■ EXERCISE INSTRUCTIONS
Below are the records; count how many of their lines hold the string "bytes" and give the number alone.

■ WORKING DATA
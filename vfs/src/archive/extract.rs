use std::io::{self, Read};
use std::sync::Arc;

use flate2::Crc;
use flate2::read::DeflateDecoder;
use zip::CompressionMethod;

use super::{ArchiveState, Backing};
use crate::error::{VfsError, VfsResult};
use crate::stream::InputStream;

/// Reads an entry's compressed bytes straight from the backing stream.
///
/// Every read is a seek+read at an absolute offset, so the backing stream
/// must support random access.
struct EntryReader {
    backing: Arc<Backing>,
    offset: u64,
    remaining: u64,
}

impl Read for EntryReader {
    fn read(&mut self, buf: &mut [u8]) -> io::Result<usize> {
        if self.remaining == 0 || buf.is_empty() {
            return Ok(0);
        }
        let want = buf.len().min(usize::try_from(self.remaining).unwrap_or(usize::MAX));
        let read = self
            .backing
            .read_at(self.offset, &mut buf[..want])
            .map_err(io::Error::other)?;
        if read == 0 {
            return Err(io::ErrorKind::UnexpectedEof.into());
        }
        self.offset += read as u64;
        self.remaining -= read as u64;
        Ok(read)
    }
}

enum Decoder {
    Stored(EntryReader),
    Deflated(DeflateDecoder<EntryReader>),
}

impl Decoder {
    fn read(&mut self, dst: &mut [u8]) -> io::Result<usize> {
        match self {
            Decoder::Stored(reader) => reader.read(dst),
            Decoder::Deflated(decoder) => decoder.read(dst),
        }
    }
}

/// Everything an open entry keeps alive.
///
/// Field order is drop order: the archive handle is released before the
/// backing stream it reads from.
struct OwnedState {
    _archive: Arc<ArchiveState>,
    _backing: Arc<Backing>,
}

/// Forward-only decompressing cursor over one archive entry.
///
/// `Open -> Reading -> Exhausted`: reads return decompressed bytes until
/// [`length`](InputStream::length) bytes have been produced, then `Ok(0)`.
/// Seeking is not supported.
pub(crate) struct ExtractStream {
    name: String,
    decoder: Decoder,
    crc: Crc,
    expected_crc: u32,
    pos: u64,
    length: u64,
    // Dropped after the decoder.
    _owned: OwnedState,
}

impl ExtractStream {
    pub fn open(archive: Arc<ArchiveState>, name: &str) -> VfsResult<Self> {
        let record = archive
            .directory
            .get(name)
            .cloned()
            .ok_or_else(|| VfsError::NotFound(name.to_owned()))?;

        let backing = Arc::clone(&archive.backing);
        record.check(name, backing.length())?;
        let reader = EntryReader {
            backing: Arc::clone(&backing),
            offset: record.data_start,
            remaining: record.compressed_size,
        };
        let decoder = match record.method {
            CompressionMethod::Stored => Decoder::Stored(reader),
            CompressionMethod::Deflated => Decoder::Deflated(DeflateDecoder::new(reader)),
            other => {
                log::debug!("Entry `{name}` uses unsupported compression method {other:?}");
                return Err(VfsError::Unsupported("archive compression method"));
            }
        };

        Ok(Self {
            name: name.to_owned(),
            decoder,
            crc: Crc::new(),
            expected_crc: record.crc32,
            pos: 0,
            length: record.uncompressed_size,
            _owned: OwnedState {
                _archive: archive,
                _backing: backing,
            },
        })
    }

    fn corrupt(&self, reason: impl std::fmt::Display) -> VfsError {
        VfsError::CorruptArchive(format!("{}: {reason}", self.name))
    }
}

impl InputStream for ExtractStream {
    fn read(&mut self, dst: &mut [u8]) -> VfsResult<usize> {
        let remaining = self.length - self.pos;
        if remaining == 0 || dst.is_empty() {
            return Ok(0);
        }

        let want = dst.len().min(usize::try_from(remaining).unwrap_or(usize::MAX));
        let read = self
            .decoder
            .read(&mut dst[..want])
            .map_err(|err| self.corrupt(err))?;
        if read == 0 {
            return Err(self.corrupt("entry data ended early"));
        }

        self.crc.update(&dst[..read]);
        self.pos += read as u64;
        if self.pos == self.length && self.crc.sum() != self.expected_crc {
            return Err(self.corrupt("crc mismatch"));
        }
        Ok(read)
    }

    fn seek(&mut self, _offset: i64, _relative: bool) -> VfsResult<u64> {
        Err(VfsError::Unsupported("seek on archive entry stream"))
    }

    fn tell(&self) -> u64 {
        self.pos
    }

    fn length(&self) -> u64 {
        self.length
    }
}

■ REPLY
3